John Knox on General Love

   Posted by: CalvinandCalvinism   in God is Love: Electing and Non-Electing Love

Knox:

The people were slothful; and the priests, who should have provoked the people to tho remembrance of those great benefits, were become even like to the rest. The Lord therefor did raise up his Prophet Malachi, (who was the last before Christ), sharply to rebuke, and plainly to convict this horrible ingratitude of that unthankful nation, who so shamefully had forgotten those so great benefits recently bestowed upon them. And thus begins he his Prophecy: “I have loved yon, says the Lord;” in which words he speaks not of a common love, which in preserving and feeding all creatures is common to the reprobate, but of that love by which he had sanctified and separated them from the rest of nations, to have his glory manifested.
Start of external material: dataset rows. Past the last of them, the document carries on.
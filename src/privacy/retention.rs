//! Retention window arithmetic.
//!
//! Field metadata declares a retention window in days; once the window has
//! elapsed relative to the label's submission time, the retention worker
//! redacts or deletes per its configured strategy.

use chrono::{DateTime, Duration, Utc};
use serde::{Deserialize, Serialize};

use crate::model::schema::FieldMetadata;

/// What the retention worker does to a label with expired fields.
#[derive(Debug, Clone, Copy, PartialEq, Eq, Default, Serialize, Deserialize)]
#[serde(rename_all = "snake_case")]
pub enum RetentionStrategy {
    /// Null out just the expired fields.
    #[default]
    FieldRedaction,
    /// Strip the whole payload, keep the label row and metadata.
    SoftDelete,
    /// Destroy the row. Breaks export reproducibility; opt-in only.
    HardDelete,
}

/// When a field's value expires; `None` for indefinite retention.
pub fn expiration_date(
    metadata: &FieldMetadata,
    submitted_at: DateTime<Utc>,
) -> Option<DateTime<Utc>> {
    metadata
        .retention_days
        .map(|days| submitted_at + Duration::days(i64::from(days)))
}

/// True iff the field's retention window has elapsed at `now`.
/// Indefinite retention never expires.
pub fn is_expired(metadata: &FieldMetadata, submitted_at: DateTime<Utc>, now: DateTime<Utc>) -> bool {
    match expiration_date(metadata, submitted_at) {
        Some(expires_at) => now >= expires_at,
        None => false,
    }
}
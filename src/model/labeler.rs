//! Labeler identities.

use serde::{Deserialize, Serialize};
use std::collections::HashMap;

/// The identity submitting annotations.
#[derive(Debug, Clone, Serialize, Deserialize)]
pub struct Labeler {
    pub id: String,
    pub tenant_id: String,
    /// Identity-provider id, unique within the tenant.
    pub external_id: String,
    /// Deterministic export alias, derived from the tenant pseudonym
    /// secret.
    #[serde(default, skip_serializing_if = "Option::is_none")]
    pub pseudonym: Option<String>,
    /// Expertise weight per domain, each in `[0, 1]`.
    #[serde(default)]
    pub expertise: HashMap<String, f64>,
    /// Queues this labeler may not draw from.
    #[serde(default)]
    pub blocked_queues: Vec<String>,
    /// Admission cap on concurrently reserved assignments.
    pub max_concurrent_assignments: u32,
}

impl Labeler {
    pub const DEFAULT_MAX_CONCURRENT: u32 = 5;

    pub fn new(tenant_id: impl Into<String>, external_id: impl Into<String>) -> Self {
        Self {
            id: super::new_id(),
            tenant_id: tenant_id.into(),
            external_id: external_id.into(),
            pseudonym: None,
            expertise: HashMap::new(),
            blocked_queues: Vec::new(),
            max_concurrent_assignments: Self::DEFAULT_MAX_CONCURRENT,
        }
    }

    pub fn with_expertise(mut self, domain: impl Into<String>, weight: f64) -> Self {
        self.expertise.insert(domain.into(), weight);
        self
    }

    pub fn with_max_concurrent(mut self, cap: u32) -> Self {
        self.max_concurrent_assignments = cap;
        self
    }

    /// Highest expertise weight across domains; 0.0 when none are set.
    pub fn best_expertise(&self) -> f64 {
        self.expertise.values().copied().fold(0.0, f64::max)
    }

    /// Expertise for one domain; 0.0 when the labeler has no weight for it.
    pub fn expertise_for(&self, domain: Option<&str>) -> f64 {
        match domain {
            Some(d) => self.expertise.get(d).copied().unwrap_or(0.0),
            None => self.best_expertise(),
        }
    }

    pub fn is_blocked_from(&self, queue_id: &str) -> bool {
        self.blocked_queues.iter().any(|q| q == queue_id)
    }
}
//! Assignments: bounded leases of one sample to one labeler.
//!
//! Status machine:
//!
//! ```text
//! pending ── reserve ──► reserved ──► completed
//!    ▲                      │  ├────► skipped
//!    │                      │  └────► timed_out ──► requeued
//!    └──────────────────────┴───────────────────────────┘
//! ```
//!
//! `completed` and `skipped` are terminal. The integer `version` implements
//! optimistic locking: the store rejects updates whose version does not
//! match the stored row.

use chrono::{DateTime, Utc};
use serde::{Deserialize, Serialize};

/// Assignment lifecycle status.
#[derive(Debug, Clone, Copy, PartialEq, Eq, Serialize, Deserialize)]
#[serde(rename_all = "snake_case")]
pub enum AssignmentStatus {
    Pending,
    Reserved,
    Completed,
    TimedOut,
    Skipped,
    Requeued,
}

impl AssignmentStatus {
    /// Whether the machine permits `self → next`.
    pub fn can_transition_to(self, next: AssignmentStatus) -> bool {
        use AssignmentStatus::*;
        matches!(
            (self, next),
            (Pending, Reserved)
                | (Reserved, Completed)
                | (Reserved, TimedOut)
                | (Reserved, Skipped)
                | (TimedOut, Requeued)
                | (Requeued, Pending)
                | (Requeued, Reserved)
        )
    }

    /// Terminal states admit no further transitions.
    pub fn is_terminal(self) -> bool {
        matches!(self, AssignmentStatus::Completed | AssignmentStatus::Skipped)
    }
}

/// A lease of one sample to one labeler for a bounded time.
#[derive(Debug, Clone, Serialize, Deserialize)]
pub struct Assignment {
    pub id: String,
    pub queue_id: String,
    pub sample_id: String,
    pub tenant_id: String,
    /// Unset while the slot is pending and unowned.
    #[serde(default, skip_serializing_if = "Option::is_none")]
    pub labeler_id: Option<String>,
    pub status: AssignmentStatus,
    #[serde(default, skip_serializing_if = "Option::is_none")]
    pub reserved_at: Option<DateTime<Utc>>,
    #[serde(default, skip_serializing_if = "Option::is_none")]
    pub deadline: Option<DateTime<Utc>>,
    pub timeout_seconds: i64,
    #[serde(default)]
    pub requeue_attempts: u32,
    #[serde(default, skip_serializing_if = "Option::is_none")]
    pub requeue_delay_until: Option<DateTime<Utc>>,
    #[serde(default, skip_serializing_if = "Option::is_none")]
    pub skip_reason: Option<String>,
    /// Optimistic-lock version, starts at 1 and increments on every store
    /// update.
    pub version: u64,
    pub created_at: DateTime<Utc>,
}

impl Assignment {
    /// Create an unowned pending slot for a sample.
    pub fn pending(
        queue_id: impl Into<String>,
        sample_id: impl Into<String>,
        tenant_id: impl Into<String>,
        timeout_seconds: i64,
        created_at: DateTime<Utc>,
    ) -> Self {
        Self {
            id: super::new_id(),
            queue_id: queue_id.into(),
            sample_id: sample_id.into(),
            tenant_id: tenant_id.into(),
            labeler_id: None,
            status: AssignmentStatus::Pending,
            reserved_at: None,
            deadline: None,
            timeout_seconds,
            requeue_attempts: 0,
            requeue_delay_until: None,
            skip_reason: None,
            version: 1,
            created_at,
        }
    }

    /// Create an assignment born directly in `reserved`, as the dispatcher
    /// does when no pending slot exists.
    pub fn reserved(
        queue_id: impl Into<String>,
        sample_id: impl Into<String>,
        tenant_id: impl Into<String>,
        labeler_id: impl Into<String>,
        timeout_seconds: i64,
        now: DateTime<Utc>,
    ) -> Self {
        let mut assignment = Self::pending(queue_id, sample_id, tenant_id, timeout_seconds, now);
        assignment.labeler_id = Some(labeler_id.into());
        assignment.status = AssignmentStatus::Reserved;
        assignment.reserved_at = Some(now);
        assignment.deadline = Some(now + chrono::Duration::seconds(timeout_seconds));
        assignment
    }

    /// Lease this slot to a labeler, stamping the reservation window.
    pub fn reserve(&mut self, labeler_id: impl Into<String>, now: DateTime<Utc>) {
        self.labeler_id = Some(labeler_id.into());
        self.status = AssignmentStatus::Reserved;
        self.reserved_at = Some(now);
        self.deadline = Some(now + chrono::Duration::seconds(self.timeout_seconds));
        self.requeue_delay_until = None;
    }

    /// Whether the reservation deadline has passed.
    pub fn is_expired(&self, now: DateTime<Utc>) -> bool {
        matches!(self.status, AssignmentStatus::Reserved)
            && self.deadline.map(|d| d < now).unwrap_or(false)
    }

    /// Whether a requeued slot is eligible for re-lease.
    pub fn requeue_delay_elapsed(&self, now: DateTime<Utc>) -> bool {
        self.requeue_delay_until.map(|t| t <= now).unwrap_or(true)
    }
}
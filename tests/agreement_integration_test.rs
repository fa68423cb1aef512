//! Agreement fixtures computed over labels as they come out of the store.

use chrono::{TimeZone, Utc};
use serde_json::json;
use std::sync::Arc;

use anvil::agreement::{self, AgreementMetric};
use anvil::model::{
    Assignment, AssignmentStatus, FieldDef, FieldType, JsonMap, Label, Queue, SchemaVersion,
};
use anvil::store::{MemoryStore, Store};

struct Harness {
    store: Arc<MemoryStore>,
    queue: Queue,
}

async fn harness() -> Harness {
    let store = Arc::new(MemoryStore::new());
    let now = Utc.with_ymd_and_hms(2024, 3, 1, 9, 0, 0).unwrap();

    let version = SchemaVersion::new(
        "q-pending",
        "tenant-a",
        1,
        vec![FieldDef::new("category", FieldType::Select).with_options(["a", "b"])],
    );
    let version = store.put_schema_version(version).await.unwrap();
    let queue = Queue::new("tenant-a", "agreement", &version.id, "forge.agreement", now)
        .with_labels_per_sample(4);
    let queue = store.put_queue(queue).await.unwrap();

    Harness { store, queue }
}

async fn label(h: &Harness, sample: &str, rater: &str, value: &str) {
    let now = Utc.with_ymd_and_hms(2024, 3, 1, 10, 0, 0).unwrap();
    let assignment = Assignment::reserved(&h.queue.id, sample, "tenant-a", rater, 600, now);
    let assignment = h.store.create_assignment(assignment).await.unwrap();

    let mut payload = JsonMap::new();
    payload.insert("category".into(), json!(value));
    let label = Label {
        id: format!("lb-{sample}-{rater}"),
        assignment_id: assignment.id.clone(),
        queue_id: h.queue.id.clone(),
        sample_id: sample.to_string(),
        labeler_id: rater.to_string(),
        tenant_id: "tenant-a".to_string(),
        schema_version_id: h.queue.schema_version_id.clone(),
        payload,
        blob_ref: None,
        submitted_at: now,
        created_at: now,
        labeling_time_seconds: None,
        deleted_at: None,
    };
    let mut completing = assignment;
    completing.status = AssignmentStatus::Completed;
    h.store.submit_label(label, completing).await.unwrap();
}

async fn queue_labels(h: &Harness) -> Vec<Label> {
    h.store
        .list_queue_labels(&h.queue.id, "tenant-a", 0, usize::MAX)
        .await
        .unwrap()
}

#[tokio::test]
async fn cohen_perfect_agreement_is_one() {
    let h = harness().await;
    label(&h, "s1", "L1", "a").await;
    label(&h, "s1", "L2", "a").await;
    label(&h, "s2", "L1", "b").await;
    label(&h, "s2", "L2", "b").await;

    let score = agreement::compute(&queue_labels(&h).await, None, None).unwrap();
    assert_eq!(score.metric, AgreementMetric::Cohen);
    assert!((score.score - 1.0).abs() < 1e-9);
    assert_eq!(score.raters, 2);
    assert_eq!(score.samples, 2);
}

#[tokio::test]
async fn cohen_anti_correlated_raters_score_low() {
    let h = harness().await;
    label(&h, "s1", "L1", "a").await;
    label(&h, "s1", "L2", "b").await;
    label(&h, "s2", "L1", "b").await;
    label(&h, "s2", "L2", "a").await;

    let score = agreement::compute(&queue_labels(&h).await, None, None).unwrap();
    assert!(score.score < 0.3);
    // Anti-correlation is negative and must not be clamped to zero.
    assert!(score.score < 0.0);
}

#[tokio::test]
async fn krippendorff_handles_a_missing_rater() {
    let h = harness().await;
    // Five labels over three samples; L2 never saw s2.
    label(&h, "s1", "L1", "a").await;
    label(&h, "s1", "L2", "a").await;
    label(&h, "s2", "L1", "b").await;
    label(&h, "s3", "L1", "b").await;
    label(&h, "s3", "L2", "b").await;

    let score = agreement::compute(
        &queue_labels(&h).await,
        None,
        Some(AgreementMetric::Krippendorff),
    )
    .unwrap();
    assert!(score.score.is_finite());
    assert!((-1.0..=1.0).contains(&score.score));
}

#[tokio::test]
async fn three_raters_select_fleiss() {
    let h = harness().await;
    for sample in ["s1", "s2"] {
        for rater in ["L1", "L2", "L3"] {
            label(&h, sample, rater, "a").await;
        }
    }

    let score = agreement::compute(&queue_labels(&h).await, None, None).unwrap();
    assert_eq!(score.metric, AgreementMetric::Fleiss);
    assert!((score.score - 1.0).abs() < 1e-9);
}

#[tokio::test]
async fn tombstoned_labels_do_not_count() {
    let h = harness().await;
    label(&h, "s1", "L1", "a").await;
    label(&h, "s1", "L2", "b").await;

    h.store
        .tombstone_label("lb-s1-L2", "tenant-a", Utc::now())
        .await
        .unwrap();

    let labels = queue_labels(&h).await;
    assert_eq!(labels.len(), 1);
    assert!(agreement::compute(&labels, None, None).is_err());
}
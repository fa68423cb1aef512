//! HTTP surface.
//!
//! A thin axum layer over the dispatcher, store, and bridge. Every `/v1`
//! request carries `X-Tenant-Id` (enforced by middleware) plus optional
//! `X-User-Id` / `X-User-Role` headers; responses are JSON and errors
//! follow one envelope.

pub mod handlers;
pub mod middleware;
pub mod responses;
pub mod routes;

pub use handlers::AppState;
pub use middleware::RequestContext;
pub use responses::ApiError;
pub use routes::create_router;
But because they (as all ungrateful persons do) did not consider wherein this his love towards them more then towards others did stand, he bringing them to the fountain, demanding this question: “Was not Esau brother to Jacob? says the Lord, and nevertheless Jacob l have I loved, and Esau have hated.”

John Knox, “An Answere to a Great Nvmber of Blasphemovs Cavilations Written by an Anabaptist, and Aduersarie to Gods Eternall Predestination,” in The Works of John Knox, ed. David Laing (Edinburgh: Printed for the Bannatyne Club, 1851), 5: 151. [Spelling modernized.]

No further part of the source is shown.